Look through the listing below and give the number of lines in which "chars" occurs, nothing more.
========================================================================
//! Safe wrappers around the JNI invocation and native interfaces.
//!
//! Only the calls the class model needs are wrapped: class lookup, method
//! invocation, strings, byte arrays and reference management.
//!
//! # Example
//!
//! ```rust,ignore
//! use jvmti_classbytes::env::{JavaVm, JniEnv};
//!
//! fn class_name(vm: JavaVm, cls: jni::jclass) -> Option<String> {
//!     let env = vm.env().ok()?;
//!     let class_class = env.find_class("java/lang/Class")?;
//!     let get_name = env.get_method_id(class_class, "getName", "()Ljava/lang/String;")?;
//!     let name = env.call_object_method(cls, get_name, &[]);
//!     env.get_string_utf(name)
//! }
//! ```

use std::ffi::{c_void, CStr, CString};
use std::ptr;

use crate::error::{Error, Result};
use crate::sys::jni;

/// A process-wide handle to the running JVM.
///
/// Unlike [`JniEnv`], this may be shared between threads; each thread
/// asks it for its own environment.
#[derive(Debug, Clone, Copy, PartialEq, Eq)]
pub struct JavaVm {
    vm: *mut jni::JavaVM,
}

// SAFETY: the invocation interface is documented as callable from any thread.
unsafe impl Send for JavaVm {}
unsafe impl Sync for JavaVm {}

impl JavaVm {
    /// # Safety
    ///
    /// `vm` must point to a live `JavaVM` for as long as the handle is used.
    pub unsafe fn from_raw(vm: *mut jni::JavaVM) -> Self {
        JavaVm { vm }
    }

    pub fn raw(&self) -> *mut jni::JavaVM {
        self.vm
    }

    /// The JNI environment of the calling thread, attaching it as a daemon
    /// thread if the VM does not know it yet.
    pub fn env(&self) -> Result<JniEnv> {
        let mut env_ptr: *mut c_void = ptr::null_mut();
        unsafe {
            let res = ((**self.vm).GetEnv)(self.vm, &mut env_ptr, jni::JNI_VERSION_1_8);
            match res {
                jni::JNI_OK => {}
                jni::JNI_EDETACHED => {
                    let res = ((**self.vm).AttachCurrentThreadAsDaemon)(self.vm, &mut env_ptr, ptr::null_mut());
                    if res != jni::JNI_OK {
                        return Err(Error::Jni(format!("AttachCurrentThreadAsDaemon failed: {res}")));
                    }
                    tracing::debug!("attached native thread to the JVM");
                }
                other => return Err(Error::Jni(format!("GetEnv failed: {other}"))),
            }
            Ok(JniEnv::from_raw(env_ptr as *mut jni::JNIEnv))
        }
    }
}

/// Safe wrapper around a JNI environment pointer.
///
/// # Thread Safety
///
/// A `JniEnv` is tied to the thread it was obtained on and must not be
/// moved to another one.
pub struct JniEnv {
    env: *mut jni::JNIEnv,
}

impl JniEnv {
    /// Creates a JniEnv wrapper from a raw pointer.
    ///
    /// # Safety
    ///
    /// The caller must ensure the pointer is valid and comes from the current thread.
    pub unsafe fn from_raw(env: *mut jni::JNIEnv) -> Self {
        JniEnv { env }
    }

    pub fn raw(&self) -> *mut jni::JNIEnv {
        self.env
    }

    // =========================================================================
    // Classes
    // =========================================================================

    /// Finds a class by internal name (`java/lang/String`).
    pub fn find_class(&self, name: &str) -> Option<jni::jclass> {
        let c_name = CString::new(name).ok()?;
        unsafe {
            let vtable = *self.env;
            let cls = ((*vtable).FindClass)(self.env, c_name.as_ptr());
            if cls.is_null() { None } else { Some(cls) }
        }
    }

    pub fn get_object_class(&self, obj: jni::jobject) -> jni::jclass {
        unsafe {
            let vtable = *self.env;
            ((*vtable).GetObjectClass)(self.env, obj)
        }
    }

    pub fn is_instance_of(&self, obj: jni::jobject, cls: jni::jclass) -> bool {
        unsafe {
            let vtable = *self.env;
            ((*vtable).IsInstanceOf)(self.env, obj, cls) != 0
        }
    }

    pub fn is_same_object(&self, a: jni::jobject, b: jni::jobject) -> bool {
        unsafe {
            let vtable = *self.env;
            ((*vtable).IsSameObject)(self.env, a, b) != 0
        }
    }

    // =========================================================================
    // Exceptions
    // =========================================================================

    pub fn exception_check(&self) -> bool {
        unsafe {
            let vtable = *self.env;
            ((*vtable).ExceptionCheck)(self.env) != 0
        }
    }

    pub fn exception_clear(&self) {
        unsafe {
            let vtable = *self.env;
            ((*vtable).ExceptionClear)(self.env);
        }
    }

    pub fn exception_occurred(&self) -> Option<jni::jthrowable> {
        unsafe {
            let vtable = *self.env;
            let exc = ((*vtable).ExceptionOccurred)(self.env);
            if exc.is_null() { None } else { Some(exc) }
        }
    }

    /// Clears the pending exception, if any, and hands it back.
    pub fn take_exception(&self) -> Option<jni::jthrowable> {
        let exc = self.exception_occurred()?;
        self.exception_clear();
        Some(exc)
    }

    /// True when `throwable` is an instance of the class named `internal_name`.
    pub fn throwable_is(&self, throwable: jni::jthrowable, internal_name: &str) -> bool {
        match self.find_class(internal_name) {
            Some(cls) => {
                let is = self.is_instance_of(throwable, cls);
                self.delete_local_ref(cls);
                is
            }
            None => {
                self.exception_clear();
                false
            }
        }
    }

    /// `throwable.toString()`, for diagnostics.
    pub fn describe_throwable(&self, throwable: jni::jthrowable) -> String {
        let cls = self.get_object_class(throwable);
        let text = self
            .get_method_id(cls, "toString", "()Ljava/lang/String;")
            .and_then(|to_string| {
                let s = self.call_object_method(throwable, to_string, &[]);
                let text = self.get_string_utf(s);
                self.delete_local_ref(s);
                text
            });
        self.delete_local_ref(cls);
        if self.exception_check() {
            self.exception_clear();
        }
        text.unwrap_or_else(|| "<unprintable exception>".to_string())
    }

    /// Turns a pending exception into an [`Error::Jni`] naming `context`.
    pub fn check(&self, context: &str) -> Result<()> {
        match self.take_exception() {
            None => Ok(()),
            Some(exc) => {
                let text = self.describe_throwable(exc);
                self.delete_local_ref(exc);
                Err(Error::Jni(format!("{context}: {text}")))
            }
        }
    }

    // =========================================================================
    // Strings
    // =========================================================================

    pub fn new_string_utf(&self, s: &str) -> Option<jni::jstring> {
        let c_str = CString::new(s).ok()?;
        unsafe {
            let vtable = *self.env;
            let jstr = ((*vtable).NewStringUTF)(self.env, c_str.as_ptr());
            if jstr.is_null() { None } else { Some(jstr) }
        }
    }

    /// Gets a Rust string from a Java string.
    ///
    /// Returns `None` for a null string. Modified UTF-8 is decoded leniently.
    pub fn get_string_utf(&self, s: jni::jstring) -> Option<String> {
        if s.is_null() {
            return None;
        }
        unsafe {
            let vtable = *self.env;
            let chars = ((*vtable).GetStringUTFChars)(self.env, s, ptr::null_mut());
            if chars.is_null() {
                return None;
            }
            let bytes = CStr::from_ptr(chars).to_bytes();
            let result = cesu8::from_java_cesu8(bytes)
                .map(|s| s.into_owned())
                .unwrap_or_else(|_| String::from_utf8_lossy(bytes).into_owned());
            ((*vtable).ReleaseStringUTFChars)(self.env, s, chars);
            Some(result)
        }
    }

    // =========================================================================
    // Methods
    // =========================================================================

    pub fn get_method_id(&self, cls: jni::jclass, name: &str, sig: &str) -> Option<jni::jmethodID> {
        let c_name = CString::new(name).ok()?;
        let c_sig = CString::new(sig).ok()?;
        unsafe {
            let vtable = *self.env;
            let id = ((*vtable).GetMethodID)(self.env, cls, c_name.as_ptr(), c_sig.as_ptr());
            if id.is_null() { None } else { Some(id) }
        }
    }

    pub fn get_static_method_id(&self, cls: jni::jclass, name: &str, sig: &str) -> Option<jni::jmethodID> {
        let c_name = CString::new(name).ok()?;
        let c_sig = CString::new(sig).ok()?;
        unsafe {
            let vtable = *self.env;
            let id = ((*vtable).GetStaticMethodID)(self.env, cls, c_name.as_ptr(), c_sig.as_ptr());
            if id.is_null() { None } else { Some(id) }
        }
    }

    pub fn call_object_method(&self, obj: jni::jobject, method_id: jni::jmethodID, args: &[jni::jvalue]) -> jni::jobject {
        unsafe {
            let vtable = *self.env;
            ((*vtable).CallObjectMethodA)(self.env, obj, method_id, args.as_ptr())
        }
    }

    pub fn call_boolean_method(&self, obj: jni::jobject, method_id: jni::jmethodID, args: &[jni::jvalue]) -> bool {
        unsafe {
            let vtable = *self.env;
            ((*vtable).CallBooleanMethodA)(self.env, obj, method_id, args.as_ptr()) != 0
        }
    }

    pub fn call_int_method(&self, obj: jni::jobject, method_id: jni::jmethodID, args: &[jni::jvalue]) -> jni::jint {
        unsafe {
            let vtable = *self.env;
            ((*vtable).CallIntMethodA)(self.env, obj, method_id, args.as_ptr())
        }
    }

    pub fn call_void_method(&self, obj: jni::jobject, method_id: jni::jmethodID, args: &[jni::jvalue]) {
        unsafe {
            let vtable = *self.env;
            ((*vtable).CallVoidMethodA)(self.env, obj, method_id, args.as_ptr())
        }
    }

    pub fn call_static_object_method(&self, cls: jni::jclass, method_id: jni::jmethodID, args: &[jni::jvalue]) -> jni::jobject {
        unsafe {
            let vtable = *self.env;
            ((*vtable).CallStaticObjectMethodA)(self.env, cls, method_id, args.as_ptr())
        }
    }

    // =========================================================================
    // References
    // =========================================================================

    pub fn new_global_ref(&self, obj: jni::jobject) -> jni::jobject {
        unsafe {
            let vtable = *self.env;
            ((*vtable).NewGlobalRef)(self.env, obj)
        }
    }

    pub fn delete_global_ref(&self, obj: jni::jobject) {
        unsafe {
            let vtable = *self.env;
            ((*vtable).DeleteGlobalRef)(self.env, obj)
        }
    }

    pub fn delete_local_ref(&self, obj: jni::jobject) {
        if obj.is_null() {
            return;
        }
        unsafe {
            let vtable = *self.env;
            ((*vtable).DeleteLocalRef)(self.env, obj)
        }
    }

    // =========================================================================
    // Arrays
    // =========================================================================

    pub fn get_array_length(&self, array: jni::jarray) -> jni::jsize {
        unsafe {
            let vtable = *self.env;
            ((*vtable).GetArrayLength)(self.env, array)
        }
    }

    pub fn get_object_array_element(&self, array: jni::jobjectArray, index: jni::jsize) -> jni::jobject {
        unsafe {
            let vtable = *self.env;
            ((*vtable).GetObjectArrayElement)(self.env, array, index)
        }
    }

    pub fn new_byte_array(&self, length: jni::jsize) -> Option<jni::jbyteArray> {
        unsafe {
            let vtable = *self.env;
            let arr = ((*vtable).NewByteArray)(self.env, length);
            if arr.is_null() { None } else { Some(arr) }
        }
    }

    pub fn get_byte_array_region(&self, array: jni::jbyteArray, start: jni::jsize, buf: &mut [u8]) {
        unsafe {
            let vtable = *self.env;
            ((*vtable).GetByteArrayRegion)(
                self.env,
                array,
                start,
                buf.len() as jni::jsize,
                buf.as_mut_ptr() as *mut jni::jbyte,
            )
        }
    }
}

// =========================================================================
// Reference Guards (RAII wrappers)
// =========================================================================

/// Deletes a local reference when dropped.
pub struct LocalRef<'a> {
    env: &'a JniEnv,
    obj: jni::jobject,
}

impl<'a> LocalRef<'a> {
    pub fn new(env: &'a JniEnv, obj: jni::jobject) -> Self {
        LocalRef { env, obj }
    }

    pub fn get(&self) -> jni::jobject {
        self.obj
    }

    pub fn is_null(&self) -> bool {
        self.obj.is_null()
    }
}

impl<'a> Drop for LocalRef<'a> {
    fn drop(&mut self) {
        self.env.delete_local_ref(self.obj);
    }
}

/// A global reference, deleted on drop from whichever thread drops it.
///
/// Holds the VM rather than an environment so it can move between threads.
pub struct GlobalRef {
    vm: JavaVm,
    obj: jni::jobject,
}

// SAFETY: global references are valid on every thread attached to the VM.
unsafe impl Send for GlobalRef {}
unsafe impl Sync for GlobalRef {}

impl GlobalRef {
    /// Promotes `local_obj` to a global reference. `None` for null.
    pub fn new(vm: JavaVm, env: &JniEnv, local_obj: jni::jobject) -> Option<Self> {
        if local_obj.is_null() {
            return None;
        }
        let obj = env.new_global_ref(local_obj);
        if obj.is_null() {
            return None;
        }
        Some(GlobalRef { vm, obj })
    }

    pub fn get(&self) -> jni::jobject {
        self.obj
    }

    pub fn vm(&self) -> JavaVm {
        self.vm
    }
}

impl Drop for GlobalRef {
    fn drop(&mut self) {
        match self.vm.env() {
            Ok(env) => env.delete_global_ref(self.obj),
            Err(e) => tracing::debug!(error = %e, "leaking global reference"),
        }
    }
}

impl std::fmt::Debug for GlobalRef {
    fn fmt(&self, f: &mut std::fmt::Formatter<'_>) -> std::fmt::Result {
        write!(f, "GlobalRef({:p})", self.obj)
    }
}
//! A class loader over exploded directories and jar files.
//!
//! Used where no live JVM is available: inspecting a classpath on disk,
//! building agent jars from compiled classes, and tests.

use std::any::Any;
use std::fs::{self, File};
use std::io::{self, Cursor, Read};
use std::path::{Path, PathBuf};
use std::sync::atomic::{AtomicU64, Ordering};
use std::sync::{Arc, Weak};

use parking_lot::Mutex;
use zip::result::ZipError;
use zip::ZipArchive;

use crate::class::{ClassKind, ClassLoader, ClassRef, JavaClass, LoaderId};
use crate::classfile;
use crate::error::{Error, Result};
use crate::names;

static NEXT_LOADER_ID: AtomicU64 = AtomicU64::new(1);

/// One classpath entry.
#[derive(Debug, Clone, PartialEq, Eq)]
pub enum ClassRoot {
    Directory(PathBuf),
    Jar(PathBuf),
}

impl ClassRoot {
    /// Picks the root kind from the path: `.jar`/`.zip` files are archives.
    pub fn from_path(path: impl Into<PathBuf>) -> Self {
        let path = path.into();
        let is_archive = path
            .extension()
            .and_then(|e| e.to_str())
            .map_or(false, |e| e.eq_ignore_ascii_case("jar") || e.eq_ignore_ascii_case("zip"));
        if is_archive {
            ClassRoot::Jar(path)
        } else {
            ClassRoot::Directory(path)
        }
    }

    fn open(&self, jar_cache: &JarCache, resource: &str) -> io::Result<Option<Vec<u8>>> {
        match self {
            ClassRoot::Directory(dir) => match fs::read(dir.join(resource)) {
                Ok(bytes) => Ok(Some(bytes)),
                Err(e) if e.kind() == io::ErrorKind::NotFound => Ok(None),
                Err(e) => Err(e),
            },
            ClassRoot::Jar(jar) => jar_cache.with(jar, |archive| {
                let mut entry = match archive.by_name(resource) {
                    Ok(entry) => entry,
                    Err(ZipError::FileNotFound) => return Ok(None),
                    Err(e) => return Err(zip_to_io(e)),
                };
                let mut bytes = Vec::with_capacity(entry.size() as usize);
                entry.read_to_end(&mut bytes)?;
                Ok(Some(bytes))
            }),
        }
    }

    /// Simple names (`Outer$Inner`) of the classes in one package.
    fn list_package(&self, jar_cache: &JarCache, package: &str) -> io::Result<Vec<String>> {
        let mut out = Vec::new();
        match self {
            ClassRoot::Directory(dir) => {
                let pkg_dir = if package.is_empty() { dir.clone() } else { dir.join(package) };
                let entries = match fs::read_dir(&pkg_dir) {
                    Ok(entries) => entries,
                    Err(e) if e.kind() == io::ErrorKind::NotFound => return Ok(out),
                    Err(e) => return Err(e),
                };
                for entry in entries {
                    let entry = entry?;
                    let file_name = entry.file_name();
                    if let Some(stem) = file_name.to_str().and_then(|n| n.strip_suffix(".class")) {
                        out.push(stem.to_string());
                    }
                }
            }
            ClassRoot::Jar(jar) => {
                let prefix = if package.is_empty() { String::new() } else { format!("{package}/") };
                jar_cache.with(jar, |archive| {
                    for name in archive.file_names() {
                        let Some(rest) = name.strip_prefix(prefix.as_str()) else { continue };
                        if rest.contains('/') {
                            continue;
                        }
                        if let Some(stem) = rest.strip_suffix(".class") {
                            out.push(stem.to_string());
                        }
                    }
                    Ok(())
                })?;
            }
        }
        Ok(out)
    }
}

/// A jar opened on first use and kept open, so its central directory is
/// read once per loader. Changes to the file afterwards are not seen.
#[derive(Default)]
struct JarCache(Mutex<Option<ZipArchive<File>>>);

impl JarCache {
    fn with<T>(&self, path: &Path, f: impl FnOnce(&mut ZipArchive<File>) -> io::Result<T>) -> io::Result<T> {
        let mut slot = self.0.lock();
        let mut archive = match slot.take() {
            Some(archive) => archive,
            None => open_archive(path)?,
        };
        let result = f(&mut archive);
        *slot = Some(archive);
        result
    }
}

impl std::fmt::Debug for JarCache {
    fn fmt(&self, f: &mut std::fmt::Formatter<'_>) -> std::fmt::Result {
        let open = self.0.try_lock().map(|slot| slot.is_some());
        f.debug_struct("JarCache").field("open", &open).finish()
    }
}

fn open_archive(path: &Path) -> io::Result<ZipArchive<File>> {
    ZipArchive::new(File::open(path)?).map_err(zip_to_io)
}

fn zip_to_io(err: ZipError) -> io::Error {
    match err {
        ZipError::Io(e) => e,
        other => io::Error::new(io::ErrorKind::InvalidData, other),
    }
}

/// Loads classes from a list of [`ClassRoot`]s, asking `parent` first.
#[derive(Debug)]
pub struct ArchiveClassLoader {
    id: LoaderId,
    roots: Vec<ClassRoot>,
    // One per root, same order; unused for directories.
    jars: Vec<JarCache>,
    parent: Option<Arc<dyn ClassLoader>>,
    this: Weak<ArchiveClassLoader>,
}

impl ArchiveClassLoader {
    pub fn new(roots: Vec<ClassRoot>) -> Arc<Self> {
        Self::with_parent(roots, None)
    }

    pub fn with_parent(roots: Vec<ClassRoot>, parent: Option<Arc<dyn ClassLoader>>) -> Arc<Self> {
        let jars = roots.iter().map(|_| JarCache::default()).collect();
        Arc::new_cyclic(|this| ArchiveClassLoader {
            id: NEXT_LOADER_ID.fetch_add(1, Ordering::Relaxed),
            roots,
            jars,
            parent,
            this: this.clone(),
        })
    }

    pub fn roots(&self) -> &[ClassRoot] {
        &self.roots
    }

    fn read_resource(&self, path: &str) -> io::Result<Option<Vec<u8>>> {
        for (root, jar) in self.roots.iter().zip(&self.jars) {
            if let Some(bytes) = root.open(jar, path)? {
                return Ok(Some(bytes));
            }
        }
        Ok(None)
    }

    fn member_names(&self, outer: &str) -> io::Result<Vec<String>> {
        let internal = names::to_internal_name(outer);
        let (package, simple) = match internal.rsplit_once('/') {
            Some((package, simple)) => (package.to_string(), simple.to_string()),
            None => (String::new(), internal.clone()),
        };
        let prefix = format!("{simple}$");
        let mut members = Vec::new();
        for (root, jar) in self.roots.iter().zip(&self.jars) {
            for candidate in root.list_package(jar, &package)? {
                let Some(rest) = candidate.strip_prefix(prefix.as_str()) else { continue };
                let direct = !rest.is_empty()
                    && !rest.contains('$')
                    && !rest.starts_with(|c: char| c.is_ascii_digit());
                if direct {
                    let name = format!("{outer}${rest}");
                    if !members.contains(&name) {
                        members.push(name);
                    }
                }
            }
        }
        Ok(members)
    }
}

impl ClassLoader for ArchiveClassLoader {
    fn id(&self) -> LoaderId {
        self.id
    }

    fn open_resource(&self, path: &str) -> io::Result<Option<Box<dyn Read + Send>>> {
        if let Some(parent) = &self.parent {
            if let Some(stream) = parent.open_resource(path)? {
                return Ok(Some(stream));
            }
        }
        Ok(self
            .read_resource(path)?
            .map(|bytes| Box::new(Cursor::new(bytes)) as Box<dyn Read + Send>))
    }

    fn load_class(&self, name: &str) -> Result<Option<ClassRef>> {
        if let Some(parent) = &self.parent {
            if let Some(class) = parent.load_class(name)? {
                return Ok(Some(class));
            }
        }
        if name.starts_with('[') {
            return Ok(None);
        }
        let resource = names::resource_path(name);
        let Some(bytes) = self
            .read_resource(&resource)
            .map_err(|e| Error::resource_read(resource.clone(), e))?
        else {
            return Ok(None);
        };
        let defined = classfile::resolve_qualified_name(&bytes)?;
        if defined != name {
            tracing::debug!(requested = name, defined = %defined, "class file defines a different class");
            return Ok(None);
        }
        let Some(loader) = self.this.upgrade() else {
            return Ok(None);
        };
        Ok(Some(ClassRef::new(ArchiveClass {
            kind: ClassKind::from_binary_name(name),
            name: defined,
            loader,
        })))
    }
}

/// A class defined by an [`ArchiveClassLoader`].
#[derive(Debug)]
pub struct ArchiveClass {
    name: String,
    kind: ClassKind,
    loader: Arc<ArchiveClassLoader>,
}

impl JavaClass for ArchiveClass {
    fn name(&self) -> &str {
        &self.name
    }

    fn kind(&self) -> ClassKind {
        self.kind
    }

    fn loader(&self) -> Option<Arc<dyn ClassLoader>> {
        Some(self.loader.clone())
    }

    fn declared_classes(&self) -> Result<Vec<ClassRef>> {
        let names = self
            .loader
            .member_names(&self.name)
            .map_err(|e| Error::resource_read(names::to_internal_name(&self.name), e))?;
        let mut out = Vec::with_capacity(names.len());
        for name in names {
            if let Some(class) = self.loader.load_class(&name)? {
                out.push(class);
            }
        }
        Ok(out)
    }

    fn as_any(&self) -> &dyn Any {
        self
    }
}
========================================================================
> [Reply to the task]: 4